3. Uma perspectiva de futuro para o decurso do século XXI
Em era de conhecimento e de planetização da economia, onde as grandes mutações se operam de forma virtiginosa, a aposta na educação e na formação adequada dos recursos humanos constituem, para os PALOP, o garante de progresso económico e social. Não uma espécie de “educação universal” que, segundo Durkheim, “não pode nem deve existir”, já que cada sociedade real e histórica, em determinado momento do seu desenvolvimento cria e impõe o tipo de educação de que necessita.

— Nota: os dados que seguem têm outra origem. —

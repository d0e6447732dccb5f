//! Inline parsing: code spans first, then bold/italic on the text left over.

use chatmark_domain::StyledSpan;

/// A piece of a line after the code-span pass.
#[derive(Debug, PartialEq, Eq)]
enum Segment<'a> {
    /// Text that may still carry bold/italic markers.
    Text(&'a str),
    /// Text enclosed in a pair of backticks.
    Code(&'a str),
}

/// Parse one line into inline spans. No line break is appended.
pub fn parse_inline(line: &str) -> Vec<StyledSpan> {
    let mut spans = Vec::new();
    for segment in split_code_spans(line) {
        match segment {
            Segment::Code(code) => spans.push(StyledSpan::inline_code(code)),
            Segment::Text(text) => parse_emphasis(text, &mut spans),
        }
    }
    spans
}

/// Splits on paired backticks. An unpaired backtick turns the rest of the
/// line, starting at the last consumed position, into text.
fn split_code_spans(line: &str) -> Vec<Segment<'_>> {
    let mut segments = Vec::new();
    let mut rest = line;

    while !rest.is_empty() {
        let Some(open) = rest.find('`') else {
            segments.push(Segment::Text(rest));
            break;
        };
        let Some(len) = rest[open + 1..].find('`') else {
            segments.push(Segment::Text(rest));
            break;
        };

        if open > 0 {
            segments.push(Segment::Text(&rest[..open]));
        }
        segments.push(Segment::Code(&rest[open + 1..open + 1 + len]));
        rest = &rest[open + 1 + len + 1..];
    }

    segments
}

/// Bold/italic scan. `**` pairs are looked for first across the remaining
/// text; a `*` pair needs at least one character between its markers.
/// Scanning resumes right after each closing marker, so nothing nests.
fn parse_emphasis(text: &str, spans: &mut Vec<StyledSpan>) {
    let mut rest = text;

    while !rest.is_empty() {
        if let Some(open) = rest.find("**")
            && let Some(len) = rest[open + 2..].find("**")
        {
            if open > 0 {
                spans.push(StyledSpan::plain(&rest[..open]));
            }
            spans.push(StyledSpan::bold(&rest[open + 2..open + 2 + len]));
            rest = &rest[open + 2 + len + 2..];
            continue;
        }

        if let Some(open) = rest.find('*')
            && let Some(len) = rest[open + 1..].find('*')
            && len > 0
        {
            if open > 0 {
                spans.push(StyledSpan::plain(&rest[..open]));
            }
            spans.push(StyledSpan::italic(&rest[open + 1..open + 1 + len]));
            rest = &rest[open + 1 + len + 1..];
            continue;
        }

        spans.push(StyledSpan::plain(rest));
        break;
    }
}

#[cfg(test)]
mod tests {
    use pretty_assertions::assert_eq;

    use super::*;

    #[test]
    fn test_plain_text() {
        let actual = parse_inline("hello world");
        let expected = vec![StyledSpan::plain("hello world")];
        assert_eq!(actual, expected);
    }

    #[test]
    fn test_bold_takes_precedence_over_inner_italic() {
        let actual = parse_inline("**a*b*c**");
        let expected = vec![StyledSpan::bold("a*b*c")];
        assert_eq!(actual, expected);
    }

    #[test]
    fn test_unterminated_italic_stays_plain() {
        let actual = parse_inline("*oops");
        let expected = vec![StyledSpan::plain("*oops")];
        assert_eq!(actual, expected);
    }

    #[test]
    fn test_mixed_bold_and_italic() {
        let actual = parse_inline("hello **bold** and *italic*!");
        let expected = vec![
            StyledSpan::plain("hello "),
            StyledSpan::bold("bold"),
            StyledSpan::plain(" and "),
            StyledSpan::italic("italic"),
            StyledSpan::plain("!"),
        ];
        assert_eq!(actual, expected);
    }

    #[test]
    fn test_bold_pair_found_before_earlier_italic() {
        // The `**` search spans the whole remainder, so an italic pair that
        // sits before a bold pair is swallowed into the leading plain text.
        let actual = parse_inline("*a* **b**");
        let expected = vec![StyledSpan::plain("*a* "), StyledSpan::bold("b")];
        assert_eq!(actual, expected);
    }

    #[test]
    fn test_lone_asterisk_pairs_with_next_one() {
        let actual = parse_inline("2 * 3 = 6 and *x*");
        let expected = vec![
            StyledSpan::plain("2 "),
            StyledSpan::italic(" 3 = 6 and "),
            StyledSpan::plain("x*"),
        ];
        assert_eq!(actual, expected);
    }

    #[test]
    fn test_empty_italic_pair_is_plain() {
        let actual = parse_inline("**a");
        let expected = vec![StyledSpan::plain("**a")];
        assert_eq!(actual, expected);
    }

    #[test]
    fn test_inline_code_is_not_scanned_for_emphasis() {
        let actual = parse_inline("run `a **b**` now");
        let expected = vec![
            StyledSpan::plain("run "),
            StyledSpan::inline_code("a **b**"),
            StyledSpan::plain(" now"),
        ];
        assert_eq!(actual, expected);
    }

    #[test]
    fn test_unterminated_backtick_degrades_to_text() {
        let actual = parse_inline("x `a` and `b *c*");
        let expected = vec![
            StyledSpan::plain("x "),
            StyledSpan::inline_code("a"),
            StyledSpan::plain(" and `b "),
            StyledSpan::italic("c"),
        ];
        assert_eq!(actual, expected);
    }

    #[test]
    fn test_empty_code_span() {
        let actual = parse_inline("``");
        let expected = vec![StyledSpan::inline_code("")];
        assert_eq!(actual, expected);
    }

    #[test]
    fn test_multibyte_text_around_markers() {
        let actual = parse_inline("你好 **世界**");
        let expected = vec![StyledSpan::plain("你好 "), StyledSpan::bold("世界")];
        assert_eq!(actual, expected);
    }
}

Mas, sim, uma educação voltada para o desenvolvimento, assente no primado da paz, do Estado de direito democrático, dos direitos humanos e da justiça social e que, no domínio da interculturalidade, os interesses de “pátria privada” se submetam aos superiores interesses da edi icação de uma “pátria política”; ou seja, a Nação de um só povo.
Pelo menos, em questões de Educação, Cultura e Desporto, poderíamos relançar a nossa cooperação ao nível dos PALOP, tendo, pelas razões acima apresentadas, todos nós muito mais a ganhar do que a perder.